Os defensores da decretação de feriado sugerem que a população (não apenas os afro-descendentes) aproveite a data para observar a realidade em seu redor e, assim, entender, por exemplo, o que diz o professor Hélio Santos, ao afirmar: "O dia 14 de maio de 1888 é o dia mais longo da história do Brasil. Dura até hoje. Pois a única política pública voltada para a população negra libertada pela Lei Áurea foi criação da Delegacia de Vadiagem para punir aqueles que perderam seu trabalho, ao serem substituídos pelos imigrantes."

"ENQUANTO A QUESTÃO NEGRA NÃO FOR ASSUMIDA PELA SOCIEDADE BRASILEIRA COMO UM TODO, VAI SER MUITO DIFÍCIL NO BRASIL, CHEGAR AO PONTO DE EFETIVAMENTE SER UMA DEMOCRACIA RACIAL"
(Lélia Gonzales, antropológa e uma das fundadoras do Movimento Negro Unificado)


ZUMBI NO COTIDIANO

Feriado ou não, ponto facultativo ou com outra forma de comemoração, o 20 de novembro não pode passar despercebido. Por isso saímos às ruas de São Paulo para ouvir o que algumas pessoas sabem ou pensam dessa data.

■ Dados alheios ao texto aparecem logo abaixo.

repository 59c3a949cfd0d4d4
pub mod signal;
pub mod uploads;
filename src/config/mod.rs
use serde::Deserialize;

static CONFIG: OnceCell<Config> = OnceCell::const_new();

mod config_dir;
pub use config_dir::{find_config_file, read_config, read_config_from};

mod error;
pub use error::{ConfigError, ConfigResult};
use tokio::sync::OnceCell;

#[derive(Debug, Deserialize)]
pub struct Config {
    host: Host,
    app: App,
    admin: Option<AdminSeed>,
}

#[derive(Debug, Deserialize)]
pub struct Host {
    bindto: String,
}

#[derive(Debug, Deserialize)]
pub struct App {
    jwt: String,
    database_uri: String,
    #[serde(default)]
    docs: bool,
}

/// Credentials of the admin account created on startup when it is missing.
#[derive(Debug, Deserialize)]
pub struct AdminSeed {
    username: String,
    password: String,
}

impl Config {
    #[tracing::instrument]
    pub async fn get_or_init(use_local: bool) -> &'static Config {
        CONFIG
            .get_or_init(|| async {
                let read_cfg = |use_local| -> ConfigResult<Self> {
                    let bytes = read_config(use_local)?;
                    let config: Self = toml::from_slice(&bytes)?;
                    Ok(config)
                };

                match read_cfg(use_local) {
                    Ok(c) => c,
                    Err(e) => {
                        if !matches!(e, error::ConfigError::ConfigNotFound) {
                            crate::error::log_error(&e);
                        }
                        tracing::error!("Config not found.");
                        std::process::exit(1);
                    }
                }
            })
            .await
    }

    #[inline]
    pub fn host(&self) -> &Host {
        &self.host
    }

    #[inline]
    pub fn app(&self) -> &App {
        &self.app
    }

    #[inline]
    pub fn admin(&self) -> Option<&AdminSeed> {
        self.admin.as_ref()
    }
}

impl Host {
    #[inline]
    pub fn bindto(&self) -> &str {
        &self.bindto
    }
}

impl App {
    #[inline]
    pub fn jwt(&self) -> &str {
        &self.jwt
    }

    #[inline]
    pub fn database_uri(&self) -> &str {
        &self.database_uri
    }

    #[inline]
    pub fn docs(&self) -> bool {
        self.docs
    }
}

impl AdminSeed {
    #[inline]
    pub fn username(&self) -> &str {
        &self.username
    }

    #[inline]
    pub fn password(&self) -> &str {
        &self.password
    }
}

#[cfg(test)]
mod test {
    use super::*;

    #[tokio::test]
    async fn config_test() {
        let config = Config::get_or_init(true).await;
        assert_eq!(config.host().bindto(), "127.0.0.1:5000"); // defaults
        assert!(config.app().docs());
    }

    #[test]
    fn parse_without_admin_and_docs() {
        let raw = r#"
            [host]
            bindto = "0.0.0.0:8080"

            [app]
            jwt = "secret"
            database_uri = "postgres://localhost/courses"
        "#;
        let config: Config = toml::from_str(raw).unwrap();
        assert_eq!(config.host().bindto(), "0.0.0.0:8080");
        assert_eq!(config.app().jwt(), "secret");
        assert!(!config.app().docs());
        assert!(config.admin().is_none());
    }

    #[test]
    fn parse_admin_seed() {
        let raw = r#"
            [host]
            bindto = "127.0.0.1:5000"

            [app]
            jwt = "secret"
            database_uri = "postgres://localhost/courses"
            docs = true

            [admin]
            username = "root"
            password = "toor"
        "#;
        let config: Config = toml::from_str(raw).unwrap();
        let admin = config.admin().unwrap();
        assert_eq!(admin.username(), "root");
        assert_eq!(admin.password(), "toor");
    }
}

"Desculpe, mas eu sou contra essas coisas", comenta um operário negro cinquentão, abordado em frente ao Teatro Municipal. Ele diz que é casado com uma descendente de italianos e entende que "se falamos em igualdade, não tem sentido ter um Dia da Consciência Negra. Se for assim, tem de ter Dia da Consciência Branca, da Consciência Vermelha (dos Indígenas), Amarela (asiáticos) e assim por diante".


A filha, estudante do curso médio, discorda: "Meu pai fala essas coisas justamente por não ter ainda parado para pensar em nossa história. Acho que é para isso que serve a Semana da Consciência Negra. Aprendi na escola que a busca da igualdade depende de nós. 'Quem sabe faz a hora, não espera acontecer'". O pai sorri amarelo e ambos seguem caminho, provavelmente conversando sobre esse assunto.


Uma senhora beirando os 80 anos, na entrada da igreja de Nossa Senhora do Rosário dos Homens Pretos, no Largo do Payssandu, diz que se orgulha dessa data e que sempre participa da missa afro, na igreja Nossa Senhora da Achiropita, na Bela Vista. Não sabe, porém, dizer se essa missa acontece em novembro ou maio. Promovida pela Pastoral Afro, a primeira celebração desse tipo aconteceu há 20 anos, no centenário da abolição. Naquele ano, foi no mês de novembro. Em 2008, porém, aconteceu em fevereiro.


"Tô a pampa! Não faço idéia de que data é essa", responde um office boy, na Galeria Olido, onde, as quintas-feiras, se reúnem jovens para curtir Hip Hop. Mas indagado sobre Zumbi, imediatamente responde: "Tô ligado! Tem vários raps que falam dele". A garota que o acompanha contesta porque nessa data só se fale do herói: "E Dandara? Ela também foi assassinada, durante a invasão do Quilombo de Palmares. 


Mas quase ninguém fala nela". O jovem fica surpreso pelo conhecimento da "ficante" e ela explica que é estudante do Educafro e esse é um tema debatido na instituição.


Na Galeria do Rock, vários jovens ignoram a data e uma garota com maquiagem carregada em cores escuras diz que "Zumbi é um morto-vivo. Não é? Tem um monte deles no videoclipe do Michael Jackson. Não gosto do som dele. É pop. Me ligo em heavy metal. Também não gosto dele (Michael Jackson), porque está virando branco e abusa de criancinha. Quando era pirralho e pretinho, era até legal."


Surpresa, porém, causa uma estudante de Administração da UniPalmares, com pouco mais de 40, que se manifestou feliz pela oportunidade de poder voltar a estudar: "É muito bom fazer faculdade e poder pagar apenas 50% da anuidade. Acho, porém, um exagero o quanto se fala de negro lá. Pra mim é uma forçação de barra".


O que falta à maioria dos entrevistados talvez seja entender que só quando a Consciência Negra fizer parte da vida dos brasileiros de todas as ascendências, teremos um país que, por ser de pluralidade étnica, se pautará pelo respeito pleno e justiça social. Aí não haveria privilegiados e toda a sociedade ganharia com isso.